My heart is in it for Jeff…and the Purple Balloon

Home Our Hearts Are In It Because… My heart is in it for Jeff…and the Purple Balloon

The author’s late brother, Jeff Benjamin.

The author’s late brother, Jeff Benjamin.

My brother, Jeff, and I were five years apart. When you’re 8 and your brother is 13, you want his world in yours. The cool teen with the cutest friends!

Although we weren’t very close while growing up he was always my hero. My incredibly smart, handsome and funny older brother could do everything! As we grew older, we found that we had a lot in common and the difference in our ages gradually disappeared. Eventually, we became the closest of friends. I loved my brother very much.

Jeff was 50 when he was diagnosed with a “gallbladder” problem. However, when he went in for surgery, the doctor found that it wasn’t his gallbladder, but his pancreas. None of us even knew what a pancreas was. Was it kin to the appendix? What purpose did it serve? Sadly we learned more than we could have ever imagined about this insidious six inch gland buried deep within the body. But, my brother was one of the fortunate ones. In October of 2000 he was able to have the Whipple procedure to remove a cancerous growth from the head of his pancreas. He recovered and eventually went back to work and living his life again.

Siblings at home on the back porch, Los Angeles, CA.

Siblings at home on the back porch, Los Angeles, CA.

He was feeling so well that in July 2001 the family planned a vacation in Europe to celebrate his recovery and leave all the medical issues far behind. In October 2001, the cancer returned with a vengeance. I quit my job to spend precious time with Jeff and his family. Pancreatic cancer is an insidious cancer, as they all are, but this form of the disease has almost demonic qualities in how it ratchets up the pain to incomprehensible levels. It was unimaginable for me to see my brother suffer so much. I promised him that I would do whatever I could to make a difference in fighting this disease. On March 18, 2002, pancreatic cancer took Jeff: Rachael and Ben’s dad, Lyn’s husband, my mom’s son, and my personal hero. And amidst my grief I had to figure out how to keep a sacred promise.

I had been marketing high- technology products and services for some of the largest and most successful software companies in the world. I had no idea how to translate that experience into something that could really make a difference, something meaningful, something with impact. How was I going to keep my promise to my brother?

We had heard about the Pancreatic Cancer Action Network as my brother and his wife had attended a pancreatic cancer symposium hosted by the organization. It was extremely informative and helpful. Months after Jeff’s passing, I called the organization many, many times asking if I could come in the headquarters office, which, at the time was in El Segundo, Calif., to volunteer my time. I was willing to file, sort, stuff, type, anything they needed. I figured this was a small step towards fulfilling my promise. Each time I was to come in to volunteer, I cancelled that morning. I just wasn’t ready “to be around” pancreatic cancer. I probably cancelled about 7-8 times, before I stopped calling to volunteer altogether. I felt terrible. But I just was not ready.

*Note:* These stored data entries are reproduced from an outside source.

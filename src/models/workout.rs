use serde::{Deserialize, Serialize};

use crate::constants::{
    CM_IN_M, KMH_TO_MS, LAND_STEP_M, MIN_IN_H, M_IN_KM, RUN_SPEED_MULTIPLIER, RUN_SPEED_SHIFT,
    SWIM_SPEED_SHIFT, SWIM_STROKE_M, SWIM_WEIGHT_MULTIPLIER, WALK_SPEED_HEIGHT_MULTIPLIER,
    WALK_WEIGHT_MULTIPLIER,
};
use crate::error::{Result, WorkoutError};

/// Kind of workout, identified on the wire by a three letter type code
#[derive(Debug, Clone, Copy, PartialEq, Eq, Hash, Serialize, Deserialize)]
#[serde(rename_all = "snake_case")]
pub enum WorkoutType {
    Running,
    SportsWalking,
    Swimming,
}

impl WorkoutType {
    pub const ALL: [WorkoutType; 3] = [
        WorkoutType::Running,
        WorkoutType::SportsWalking,
        WorkoutType::Swimming,
    ];

    /// Sensor package type code
    pub fn code(self) -> &'static str {
        match self {
            WorkoutType::Running => "RUN",
            WorkoutType::SportsWalking => "WLK",
            WorkoutType::Swimming => "SWM",
        }
    }

    /// Number of positional values a sensor package of this type carries
    pub fn arity(self) -> usize {
        match self {
            WorkoutType::Running => 3,
            WorkoutType::SportsWalking => 4,
            WorkoutType::Swimming => 5,
        }
    }
}

impl std::fmt::Display for WorkoutType {
    fn fmt(&self, f: &mut std::fmt::Formatter<'_>) -> std::fmt::Result {
        match self {
            WorkoutType::Running => write!(f, "Running"),
            WorkoutType::SportsWalking => write!(f, "SportsWalking"),
            WorkoutType::Swimming => write!(f, "Swimming"),
        }
    }
}

impl std::str::FromStr for WorkoutType {
    type Err = WorkoutError;

    fn from_str(s: &str) -> std::result::Result<Self, Self::Err> {
        match s {
            "RUN" => Ok(WorkoutType::Running),
            "WLK" => Ok(WorkoutType::SportsWalking),
            "SWM" => Ok(WorkoutType::Swimming),
            _ => Err(WorkoutError::UnknownTypeCode(s.to_string())),
        }
    }
}

/// Readings every workout carries
#[derive(Debug, Clone, Copy, PartialEq, Serialize, Deserialize)]
pub struct Session {
    /// Steps or strokes
    pub action_count: u32,
    pub duration_hours: f64,
    pub weight_kg: f64,
}

impl Session {
    pub fn new(action_count: u32, duration_hours: f64, weight_kg: f64) -> Self {
        Self {
            action_count,
            duration_hours,
            weight_kg,
        }
    }

    fn distance_km(&self, step_m: f64) -> f64 {
        f64::from(self.action_count) * step_m / M_IN_KM
    }

    fn speed_kmh(&self, distance_km: f64) -> Result<f64> {
        finite(
            divide(distance_km, self.duration_hours, "duration_hours")?,
            "mean_speed_kmh",
        )
    }
}

fn divide(numerator: f64, denominator: f64, quantity: &'static str) -> Result<f64> {
    if denominator == 0.0 {
        return Err(WorkoutError::DivisionByZero { quantity });
    }
    Ok(numerator / denominator)
}

fn finite(value: f64, quantity: &'static str) -> Result<f64> {
    if !value.is_finite() {
        return Err(WorkoutError::NonFinite { quantity });
    }
    Ok(value)
}

#[derive(Debug, Clone, Copy, PartialEq, Serialize, Deserialize)]
pub struct Running {
    #[serde(flatten)]
    pub session: Session,
}

impl Running {
    pub fn new(action_count: u32, duration_hours: f64, weight_kg: f64) -> Self {
        Self {
            session: Session::new(action_count, duration_hours, weight_kg),
        }
    }

    pub fn distance_km(&self) -> f64 {
        self.session.distance_km(LAND_STEP_M)
    }

    pub fn mean_speed_kmh(&self) -> Result<f64> {
        self.session.speed_kmh(self.distance_km())
    }

    pub fn spent_calories(&self) -> Result<f64> {
        let s = &self.session;
        finite(
            (RUN_SPEED_MULTIPLIER * self.mean_speed_kmh()? + RUN_SPEED_SHIFT) * s.weight_kg
                / M_IN_KM
                * s.duration_hours
                * MIN_IN_H,
            "calories_kcal",
        )
    }
}

#[derive(Debug, Clone, Copy, PartialEq, Serialize, Deserialize)]
pub struct SportsWalking {
    #[serde(flatten)]
    pub session: Session,
    pub height_cm: f64,
}

impl SportsWalking {
    pub fn new(action_count: u32, duration_hours: f64, weight_kg: f64, height_cm: f64) -> Self {
        Self {
            session: Session::new(action_count, duration_hours, weight_kg),
            height_cm,
        }
    }

    pub fn distance_km(&self) -> f64 {
        self.session.distance_km(LAND_STEP_M)
    }

    pub fn mean_speed_kmh(&self) -> Result<f64> {
        self.session.speed_kmh(self.distance_km())
    }

    pub fn spent_calories(&self) -> Result<f64> {
        let s = &self.session;
        let speed_ms = self.mean_speed_kmh()? * KMH_TO_MS;
        let speed_height_ratio = divide(speed_ms.powi(2), self.height_cm / CM_IN_M, "height_cm")?;

        finite(
            (WALK_WEIGHT_MULTIPLIER * s.weight_kg
                + speed_height_ratio * WALK_SPEED_HEIGHT_MULTIPLIER * s.weight_kg)
                * s.duration_hours
                * MIN_IN_H,
            "calories_kcal",
        )
    }
}

#[derive(Debug, Clone, Copy, PartialEq, Serialize, Deserialize)]
pub struct Swimming {
    #[serde(flatten)]
    pub session: Session,
    pub pool_length_m: f64,
    pub pool_lap_count: u32,
}

impl Swimming {
    pub fn new(
        action_count: u32,
        duration_hours: f64,
        weight_kg: f64,
        pool_length_m: f64,
        pool_lap_count: u32,
    ) -> Self {
        Self {
            session: Session::new(action_count, duration_hours, weight_kg),
            pool_length_m,
            pool_lap_count,
        }
    }

    /// Stroke-based distance. Not used for speed.
    pub fn distance_km(&self) -> f64 {
        self.session.distance_km(SWIM_STROKE_M)
    }

    /// Speed from the pool laps actually swum
    pub fn mean_speed_kmh(&self) -> Result<f64> {
        let pool_distance_km = self.pool_length_m * f64::from(self.pool_lap_count) / M_IN_KM;
        self.session.speed_kmh(pool_distance_km)
    }

    pub fn spent_calories(&self) -> Result<f64> {
        let s = &self.session;
        finite(
            (self.mean_speed_kmh()? + SWIM_SPEED_SHIFT)
                * SWIM_WEIGHT_MULTIPLIER
                * s.weight_kg
                * s.duration_hours,
            "calories_kcal",
        )
    }
}

/// A single workout, built once from sensor data and never mutated
#[derive(Debug, Clone, Copy, PartialEq, Serialize, Deserialize)]
#[serde(tag = "type", rename_all = "snake_case")]
pub enum Workout {
    Running(Running),
    SportsWalking(SportsWalking),
    Swimming(Swimming),
}

impl Workout {
    pub fn workout_type(&self) -> WorkoutType {
        match self {
            Workout::Running(_) => WorkoutType::Running,
            Workout::SportsWalking(_) => WorkoutType::SportsWalking,
            Workout::Swimming(_) => WorkoutType::Swimming,
        }
    }

    pub fn session(&self) -> &Session {
        match self {
            Workout::Running(w) => &w.session,
            Workout::SportsWalking(w) => &w.session,
            Workout::Swimming(w) => &w.session,
        }
    }

    pub fn duration_hours(&self) -> f64 {
        self.session().duration_hours
    }

    /// Distance covered in km
    pub fn distance_km(&self) -> f64 {
        match self {
            Workout::Running(w) => w.distance_km(),
            Workout::SportsWalking(w) => w.distance_km(),
            Workout::Swimming(w) => w.distance_km(),
        }
    }

    /// Average speed in km/h
    pub fn mean_speed_kmh(&self) -> Result<f64> {
        match self {
            Workout::Running(w) => w.mean_speed_kmh(),
            Workout::SportsWalking(w) => w.mean_speed_kmh(),
            Workout::Swimming(w) => w.mean_speed_kmh(),
        }
    }

    /// Calories burned in kcal
    pub fn spent_calories(&self) -> Result<f64> {
        match self {
            Workout::Running(w) => w.spent_calories(),
            Workout::SportsWalking(w) => w.spent_calories(),
            Workout::Swimming(w) => w.spent_calories(),
        }
    }
}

heart-in-it-brotherFast forward four years later to 2006. I was given the opportunity to move to the Pacific Northwest and work for Microsoft. I had been working for them in Los Angeles. However, I decided not to relocate. I wasn’t ready to leave my brother’s family or my mom. Or, ask my husband and son to move so I could continue to market software, which seemed more and more mundane.

A month after I made my decision to stay in Los Angeles, I realized I was going to be able to keep my promise to my brother to fight pancreatic cancer. It was quite a remarkable situation.

I discovered a job posting late one night on Monster.com for the Pancreatic Cancer Action Network. It was for the role of Director of Marketing and Communications. It was September 2006 when I was hired. I am now in my 10th year and manage all aspects of our brand and creative execution. I love what I do and I continue to honor my brother each day.

On the day I accepted the position with the Pancreatic Cancer Action Network I drove home with incredible excitement and a sense of pride. I knew I had found my place. I knew this was the work I was meant to do. As I drove up my driveway and got out of the car, I looked at my neighbor’s front lawn, and there, all by itself, lay a single purple balloon. Truly a sign from my brother celebrating my new job and my promise to help change the future of this disease.